Startups are also facing other business questions that need to be considered when preparing to pitch their innovation. One of the biggest questions surrounds value-based care and how to make a profit.
“The elephant in the room is value-based care,” Dougherty said. “So many of these companies are built on a value-based care paradigm. I still think a lot of people haven’t figured out what the definition of value-based care is. There are so many shapes and sizes of a value-based payment model. So much our health system is still fee for service. When you don’t understand what the underlying business is of healthcare or the business model, it is really hard to design a company around that.”
With the future of value-based care up in the air, health systems and startups are left with a murky view of how the long-term business model will pan out.
“Not just for the patients or people they are touching, but also economically, it is important to build a sustainable company," Dougherty said. "I think there is still a lot of unknowns around value-based payments and what the future of healthcare in the US is. So, while that continues to exist we are going to have a really tumultuous innovation environment.”

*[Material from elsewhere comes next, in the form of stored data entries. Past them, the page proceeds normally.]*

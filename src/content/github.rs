//! Repository-hosting API adapter.
//!
//! Lists a user's repositories, drops forks and housekeeping repos, and
//! for the featured subset fetches the README and runs the section
//! parser. A failed README fetch degrades that one repo to "no readme";
//! it never fails the list.

use std::time::Duration;

use base64::Engine as _;
use base64::engine::general_purpose::STANDARD as BASE64;
use reqwest::blocking::Client;
use serde::Deserialize;

use super::readme::{ReadmeSections, parse_readme};
use super::store::{CACHE_TTL, Cached, FetchError};
use super::Repo;

const API_BASE: &str = "https://api.github.com";
const ACCEPT: &str = "application/vnd.github.v3+json";
const REQUEST_TIMEOUT: Duration = Duration::from_secs(10);

pub struct GithubClient {
    client: Client,
    user: String,
    token: Option<String>,
    featured: Vec<String>,
    repos: Cached<Vec<Repo>>,
}

#[derive(Debug, Deserialize)]
struct ReadmePayload {
    content: String,
}

impl GithubClient {
    pub fn new(
        user: impl Into<String>,
        token: Option<String>,
        featured: Vec<String>,
    ) -> Result<Self, FetchError> {
        let client = Client::builder()
            .timeout(REQUEST_TIMEOUT)
            .user_agent(concat!("deskfolio/", env!("CARGO_PKG_VERSION")))
            .build()?;
        Ok(Self {
            client,
            user: user.into(),
            token,
            featured,
            repos: Cached::new(),
        })
    }

    fn get(&self, url: &str) -> reqwest::blocking::RequestBuilder {
        let request = self.client.get(url).header("Accept", ACCEPT);
        match &self.token {
            Some(token) => request.bearer_auth(token),
            None => request,
        }
    }

    /// The user's repositories, most recently updated first, with parsed
    /// READMEs attached to the featured ones. Cached for an hour.
    pub fn repos(&self) -> Result<Vec<Repo>, FetchError> {
        self.repos.get_or_fetch(CACHE_TTL, || self.fetch_repos())
    }

    fn fetch_repos(&self) -> Result<Vec<Repo>, FetchError> {
        let url = format!("{API_BASE}/users/{}/repos?sort=updated&per_page=100", self.user);
        tracing::debug!(user = %self.user, "listing repositories");
        let response = self.get(&url).send()?;
        let status = response.status();
        if !status.is_success() {
            return Err(FetchError::Status {
                resource: "repositories".to_string(),
                status,
            });
        }
        let mut repos: Vec<Repo> = response.json()?;
        repos.retain(|repo| keep_repo(repo, &self.user));
        for repo in &mut repos {
            if is_featured(&self.featured, &repo.name) {
                repo.readme = self.fetch_readme(&repo.name);
            }
        }
        Ok(repos)
    }

    /// Fetch and section one repository README. Any failure along the way
    /// is logged and reported as "no readme".
    fn fetch_readme(&self, repo: &str) -> Option<ReadmeSections> {
        let url = format!("{API_BASE}/repos/{}/{repo}/readme", self.user);
        let response = match self.get(&url).send() {
            Ok(response) if response.status().is_success() => response,
            Ok(response) => {
                tracing::debug!(repo, status = %response.status(), "readme not available");
                return None;
            }
            Err(error) => {
                tracing::debug!(repo, %error, "readme fetch failed");
                return None;
            }
        };
        let payload: ReadmePayload = response.json().ok()?;
        let raw = decode_content(&payload.content)?;
        Some(parse_readme(&raw))
    }
}

/// Keep user-authored project repos: forks, the profile repo and the
/// `.github` housekeeping repo are dropped from the listing.
fn keep_repo(repo: &Repo, user: &str) -> bool {
    !repo.fork && repo.name != user && repo.name != ".github"
}

fn is_featured(featured: &[String], name: &str) -> bool {
    featured
        .iter()
        .any(|featured| featured.eq_ignore_ascii_case(name))
}

/// README content arrives base64 encoded with embedded newlines.
fn decode_content(content: &str) -> Option<String> {
    let compact: String = content.chars().filter(|c| !c.is_whitespace()).collect();
    let bytes = BASE64.decode(compact).ok()?;
    String::from_utf8(bytes).ok()
}

#[cfg(test)]
mod tests {
    use super::*;

    fn repo(name: &str, fork: bool) -> Repo {
        Repo {
            id: 1,
            name: name.into(),
            description: None,
            html_url: format!("https://example.test/{name}"),
            topics: vec![],
            language: None,
            stargazers_count: 0,
            homepage: None,
            fork,
            readme: None,
        }
    }

    #[test]
    fn listing_drops_forks_the_profile_repo_and_housekeeping() {
        assert!(keep_repo(&repo("finance-inator", false), "alexm"));
        assert!(!keep_repo(&repo("some-fork", true), "alexm"));
        assert!(!keep_repo(&repo("alexm", false), "alexm"));
        assert!(!keep_repo(&repo(".github", false), "alexm"));
    }

    #[test]
    fn featured_matching_ignores_case() {
        let featured = vec!["Finance-inator".to_string()];
        assert!(is_featured(&featured, "finance-inator"));
        assert!(is_featured(&featured, "FINANCE-INATOR"));
        assert!(!is_featured(&featured, "fitness-inator"));
        assert!(!is_featured(&[], "finance-inator"));
    }

    #[test]
    fn decodes_base64_with_line_breaks() {
        // "## Présentation\ncontenu\n" encoded the way the API returns it
        let encoded = "IyMgUHLDqXNlbnRhdGlvbgpj\nb250ZW51Cg==\n";
        let decoded = decode_content(encoded).expect("valid payload");
        assert_eq!(decoded, "## Présentation\ncontenu\n");
        let sections = parse_readme(&decoded);
        assert_eq!(sections.presentation.as_deref(), Some("contenu"));
    }

    #[test]
    fn invalid_base64_degrades_to_none() {
        assert!(decode_content("not base64 at all!").is_none());
    }
}
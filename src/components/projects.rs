use crossterm::event::Event;
use ratatui::Frame;
use ratatui::layout::Rect;
use ratatui::style::{Modifier, Style};
use ratatui::text::{Line, Span};

use crate::components::{Component, LoadState, Outcome, RowList, render_load_state};
use crate::content::{Detail, Repo};
use crate::theme;

/// Repository list from the hosting API. Each repo opens a detail window;
/// featured ones additionally carry their parsed README there.
#[derive(Debug, Default)]
pub struct ProjectsPanel {
    state: LoadState<Vec<Repo>>,
    list: RowList,
}

impl ProjectsPanel {
    pub fn set_state(&mut self, state: LoadState<Vec<Repo>>) {
        if let LoadState::Ready(repos) = &state {
            self.list.set_rows(build_rows(repos));
        }
        self.state = state;
    }

    pub fn state(&self) -> &LoadState<Vec<Repo>> {
        &self.state
    }
}

impl Component for ProjectsPanel {
    fn render(&mut self, frame: &mut Frame, area: Rect, _focused: bool) {
        if render_load_state(&self.state, frame, area).is_some() {
            self.list.render(frame, area);
        }
    }

    fn handle_event(&mut self, event: &Event, area: Rect) -> Outcome {
        self.list.handle_event(event, area)
    }
}

fn build_rows(repos: &[Repo]) -> Vec<(Line<'static>, Option<Detail>)> {
    let mut rows = Vec::new();
    for repo in repos {
        let detail = Some(Detail::Repository(repo.clone()));

        let mut title = vec![Span::styled(
            repo.name.clone(),
            Style::default().add_modifier(Modifier::BOLD),
        )];
        if let Some(language) = &repo.language {
            title.push(Span::styled(
                format!("  {language}"),
                Style::default().fg(theme::muted()),
            ));
        }
        if repo.stargazers_count > 0 {
            title.push(Span::styled(
                format!("  ★{}", repo.stargazers_count),
                Style::default().fg(theme::accent()),
            ));
        }
        if repo.readme.is_some() {
            title.push(Span::styled(
                "  [readme]",
                Style::default().fg(theme::success()),
            ));
        }
        rows.push((Line::from(title), detail.clone()));

        if let Some(description) = &repo.description {
            rows.push((
                Line::from(Span::styled(
                    format!("  {description}"),
                    Style::default().fg(theme::muted()),
                )),
                detail,
            ));
        }
        rows.push((Line::raw(""), None));
    }
    rows
}

#[cfg(test)]
mod tests {
    use super::*;

    #[test]
    fn rows_link_back_to_their_repo() {
        let repos = crate::content::demo::repos();
        let rows = build_rows(&repos);
        let linked: Vec<&Detail> = rows.iter().filter_map(|(_, d)| d.as_ref()).collect();
        assert!(!linked.is_empty());
        let Detail::Repository(first) = linked[0] else {
            panic!("expected repository detail");
        };
        assert_eq!(first.name, repos[0].name);
    }
}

Spinouts offer a commercial opportunity
When considering a business model for hospital innovation, many are turning to the flexibility and opportunity of a homegrown spinout.
“What about a new business and what could you spin off? We think about that a lot because we are absolutely a company that’s very much interested in expanding the definition of what kind of care are we providing, and what kind of visits or services can we offer,” Kagan-Trenchard said. “And quite frankly we think, if we’re fixing our standard of care, there’s got to be others who are having the same problem who could benefit and could open up new business opportunities for us.”
One example of this is Mightier, a Boston Children’s Hospital spinout that makes biofeedback video games to help children with emotional regulation. The spinout has raised upwards of $10 million since its launch.
Startups from hospital accelerators have a track record of being acquired or patterns licensed as well. For example, Wildflower Health, a digital health platform that helps patients navigate benefits and connect to resources, acquired Circle Women’s Health Platform, a startup from Providence St. Joseph Health System incubator, last year.